◆ Task to carry out ◆
For the entries below, report every line that includes the word "bool".

◆ Extracted records ◆

//! Runtime secret resolution.
//!
//! # Contract
//! - Config YAML stores only **env var NAMES** (`telegram.token_env`, `telegram.chat_id_env`).
//! - Callers invoke [`resolve_secrets`] once at startup and pass the result
//!   into constructors; nothing else reads the environment for secrets.
//! - `Debug` redacts values. Errors name the env var, never its value.

use anyhow::{bail, Result};

use crate::WatchConfig;

#[derive(Clone)]
pub struct ResolvedSecrets {
    /// Telegram bot token. `None` if the named env var was absent or empty.
    pub telegram_token: Option<String>,
    /// Telegram chat id. `None` if the named env var was absent or empty.
    pub telegram_chat_id: Option<String>,
}

impl std::fmt::Debug for ResolvedSecrets {
    fn fmt(&self, f: &mut std::fmt::Formatter<'_>) -> std::fmt::Result {
        f.debug_struct("ResolvedSecrets")
            .field(
                "telegram_token",
                &self.telegram_token.as_ref().map(|_| "<REDACTED>"),
            )
            .field(
                "telegram_chat_id",
                &self.telegram_chat_id.as_ref().map(|_| "<REDACTED>"),
            )
            .finish()
    }
}

impl ResolvedSecrets {
    /// Both token and chat id, if present.
    pub fn telegram(&self) -> Option<(&str, &str)> {
        Some((self.telegram_token.as_deref()?, self.telegram_chat_id.as_deref()?))
    }
}

/// Returns `None` if the variable is unset or blank.
fn resolve_env(var_name: &str) -> Option<String> {
    match std::env::var(var_name) {
        Ok(v) if !v.trim().is_empty() => Some(v.trim().to_string()),
        _ => None,
    }
}

/// Resolve Telegram credentials from the env vars named in `cfg`.
///
/// With `require_telegram` (a real run, not `--dry-run`) a missing variable
/// is an error naming that variable.
pub fn resolve_secrets(cfg: &WatchConfig, require_telegram: bool) -> Result<ResolvedSecrets> {
    let token_var = cfg.telegram.token_env.trim();
    let chat_var = cfg.telegram.chat_id_env.trim();

    let telegram_token = resolve_env(token_var);
    let telegram_chat_id = resolve_env(chat_var);

    if require_telegram {
        if telegram_token.is_none() {
            bail!(
                "SECRETS_MISSING: required env var '{}' (telegram bot token) is not set or empty",
                token_var
            );
        }
        if telegram_chat_id.is_none() {
            bail!(
                "SECRETS_MISSING: required env var '{}' (telegram chat id) is not set or empty",
                chat_var
            );
        }
    }

    Ok(ResolvedSecrets {
        telegram_token,
        telegram_chat_id,
    })
}
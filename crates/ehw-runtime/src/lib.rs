//! ehw-runtime
//!
//! One invocation of the watcher: fetch, normalize, load the baseline, diff,
//! render, deliver, persist. Serial, single pass, no retries.
//!
//! Failure policy:
//! - no current snapshot (fetch/parse/empty) is fatal; an error notice is
//!   attempted and nothing is persisted
//! - a legacy baseline file self-heals to an empty baseline with a notice
//! - delivery failures are logged and never abort the run

mod notices;
mod run;
mod types;

pub use notices::{error_notice, initialized_notice, reset_notice};
pub use run::{deliver_best_effort, run_once};
pub use types::*;
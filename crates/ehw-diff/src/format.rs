//! Number formatting for report lines.

/// `2722000` -> `"2,722,000"`.
pub fn format_thousands(v: i64) -> String {
    let digits = v.unsigned_abs().to_string();
    let mut out = String::with_capacity(digits.len() + digits.len() / 3 + 1);
    if v < 0 {
        out.push('-');
    }
    let lead = digits.len() % 3;
    for (i, ch) in digits.chars().enumerate() {
        if i != 0 && (i + 3 - lead) % 3 == 0 {
            out.push(',');
        }
        out.push(ch);
    }
    out
}

/// Always carries a sign: `50000` -> `"+50,000"`, `-7` -> `"-7"`.
pub fn format_signed_thousands(v: i64) -> String {
    if v < 0 {
        format_thousands(v)
    } else {
        format!("+{}", format_thousands(v))
    }
}

#[cfg(test)]
mod tests {
    use super::*;

    #[test]
    fn groups() {
        assert_eq!(format_thousands(0), "0");
        assert_eq!(format_thousands(999), "999");
        assert_eq!(format_thousands(1000), "1,000");
        assert_eq!(format_thousands(123456), "123,456");
        assert_eq!(format_thousands(2722000), "2,722,000");
        assert_eq!(format_thousands(-1234567), "-1,234,567");
        assert_eq!(format_thousands(i64::MIN), "-9,223,372,036,854,775,808");
    }

    #[test]
    fn signed() {
        assert_eq!(format_signed_thousands(50), "+50");
        assert_eq!(format_signed_thousands(50000), "+50,000");
        assert_eq!(format_signed_thousands(-12000), "-12,000");
    }
}
//! End-to-end: page JSON payload -> canonical snapshot.

use ehw_model::{normalize_with_outcome, parse_asset_list, NormalizeError, SkipReason};

const PAYLOAD: &str = r#"[
  {"AssetCode":"NAV","AssetName":"Net Asset Value","Value":"12500000000"},
  {"AssetCode":"CASH","AssetName":"Cash","Value":"625000000"},
  {"AssetCode":"FUT","AssetName":"Futures","Value":"0"},
  {"AssetCode":"ST","AssetName":"Stocks","Value":"11875000000","Details":[
    {"DetailCode":"2330","DetailName":"台積電","NavRate":9.07,"Share":"2722000.0000"},
    {"DetailCode":"2454","DetailName":"聯發科","NavRate":"4.12","Share":"310000"},
    {"DetailCode":"2317","DetailName":"鴻海","NavRate":"3.3","Share":"bad"},
    {"DetailCode":3017,"DetailName":"奇鋐","NavRate":2.01,"Share":155000}
  ]}
]"#;

#[test]
fn scenario_page_payload_normalizes_and_absorbs_bad_entry() {
    let assets = parse_asset_list(PAYLOAD).unwrap();
    let out = normalize_with_outcome(&assets).unwrap();

    assert_eq!(out.snapshot.len(), 3, "bad Share entry must be skipped, not fatal");
    assert_eq!(out.skipped.len(), 1);
    assert_eq!(out.skipped[0].code.as_deref(), Some("2317"));
    assert!(matches!(out.skipped[0].reason, SkipReason::InvalidShares(_)));

    // 625M / 12.5B = 5%
    assert!((out.snapshot.cash_position - 5.0).abs() < 1e-9);

    let tsmc = out.snapshot.get("2330").unwrap();
    assert_eq!(tsmc.name, "台積電");
    assert_eq!(tsmc.shares, 2_722_000);

    // numeric DetailCode is keyed the same way as a textual one
    assert_eq!(out.snapshot.get("3017").unwrap().shares, 155_000);
}

#[test]
fn scenario_truncated_payload_is_parse_error() {
    let err = parse_asset_list(&PAYLOAD[..40]).unwrap_err();
    assert!(matches!(err, NormalizeError::Malformed(_)));
}
use std::collections::BTreeSet;

use serde::{Deserialize, Serialize};

/// Filter knobs for [`crate::diff_with`].
#[derive(Clone, Debug, PartialEq, Eq, Serialize, Deserialize)]
pub struct DiffOptions {
    /// Adjustments with `|share_delta|` below this are dropped. `0` keeps any nonzero move.
    pub min_abs_share_delta: i64,
}

impl Default for DiffOptions {
    fn default() -> Self {
        Self {
            min_abs_share_delta: 0,
        }
    }
}

/// A code present in current but not in previous.
#[derive(Clone, Debug, PartialEq, Serialize, Deserialize)]
pub struct AddedHolding {
    pub code: String,
    pub name: String,
    pub shares: i64,
    pub weight: f64,
}

/// A code present in previous but not in current. Share count is the previous one.
#[derive(Clone, Debug, PartialEq, Serialize, Deserialize)]
pub struct RemovedHolding {
    pub code: String,
    pub name: String,
    pub shares: i64,
    pub weight: f64,
}

/// Share-count movement on a code held in both snapshots.
#[derive(Clone, Debug, PartialEq, Serialize, Deserialize)]
pub struct Adjustment {
    pub code: String,
    pub name: String,
    pub previous_shares: i64,
    pub current_shares: i64,
    /// `current - previous`, never zero.
    pub share_delta: i64,
    /// `current.weight - previous.weight`, percentage points.
    pub weight_delta: f64,
}

/// Result of comparing two snapshots.
///
/// `added` and `removed` are ordered by code ascending; `adjusted` by
/// descending `|share_delta|`, ties by code ascending.
#[derive(Clone, Debug, Default, PartialEq, Serialize, Deserialize)]
pub struct ChangeSet {
    pub added: Vec<AddedHolding>,
    pub removed: Vec<RemovedHolding>,
    pub adjusted: Vec<Adjustment>,
}

impl ChangeSet {
    pub fn empty() -> Self {
        Self::default()
    }

    pub fn has_change(&self) -> bool {
        !(self.added.is_empty() && self.removed.is_empty() && self.adjusted.is_empty())
    }

    pub fn added_codes(&self) -> BTreeSet<&str> {
        self.added.iter().map(|a| a.code.as_str()).collect()
    }

    pub fn removed_codes(&self) -> BTreeSet<&str> {
        self.removed.iter().map(|r| r.code.as_str()).collect()
    }

    pub fn adjusted_codes(&self) -> Vec<&str> {
        self.adjusted.iter().map(|a| a.code.as_str()).collect()
    }

    pub fn change_count(&self) -> usize {
        self.added.len() + self.removed.len() + self.adjusted.len()
    }
}
//! Command handlers for the `ehw` binary.
//!
//! Shared helpers live here; command logic lives in the submodules.

pub mod diff;
pub mod run;

use anyhow::{Context, Result};
use chrono::{NaiveDate, Utc};
use chrono_tz::Tz;
use ehw_config::{report_unused_keys, LoadedConfig, UnusedKeyPolicy, WatchConfig};
use tracing::{info, warn};

/// Load, hash, and validate layered config. Unused keys are warned about,
/// or rejected under [`UnusedKeyPolicy::Fail`].
pub fn load_watch_config(
    paths: &[String],
    unused_keys: UnusedKeyPolicy,
) -> Result<(LoadedConfig, WatchConfig)> {
    let path_refs: Vec<&str> = paths.iter().map(|s| s.as_str()).collect();
    let loaded = ehw_config::load_layered_yaml(&path_refs)?;

    let unused = report_unused_keys(&loaded.config_json, unused_keys)?;
    for ptr in &unused.unused_leaf_pointers {
        warn!(key = %ptr, "config key is not used");
    }

    let cfg = loaded.watch().context("config validation failed")?;
    info!(config_hash = %loaded.config_hash, fund = %cfg.fund.code, "config loaded");
    Ok((loaded, cfg))
}

/// Calendar date "now" in `tz`.
pub fn today_in(tz: Tz) -> NaiveDate {
    Utc::now().with_timezone(&tz).date_naive()
}

/// `YYYY-MM-DD`
pub fn parse_date(s: &str) -> Result<NaiveDate> {
    NaiveDate::parse_from_str(s.trim(), "%Y-%m-%d")
        .with_context(|| format!("invalid date '{s}', expected YYYY-MM-DD"))
}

◆ Expected output ◆
pub fn resolve_secrets(cfg: &WatchConfig, require_telegram: bool) -> Result<ResolvedSecrets> {
    pub fn has_change(&self) -> bool {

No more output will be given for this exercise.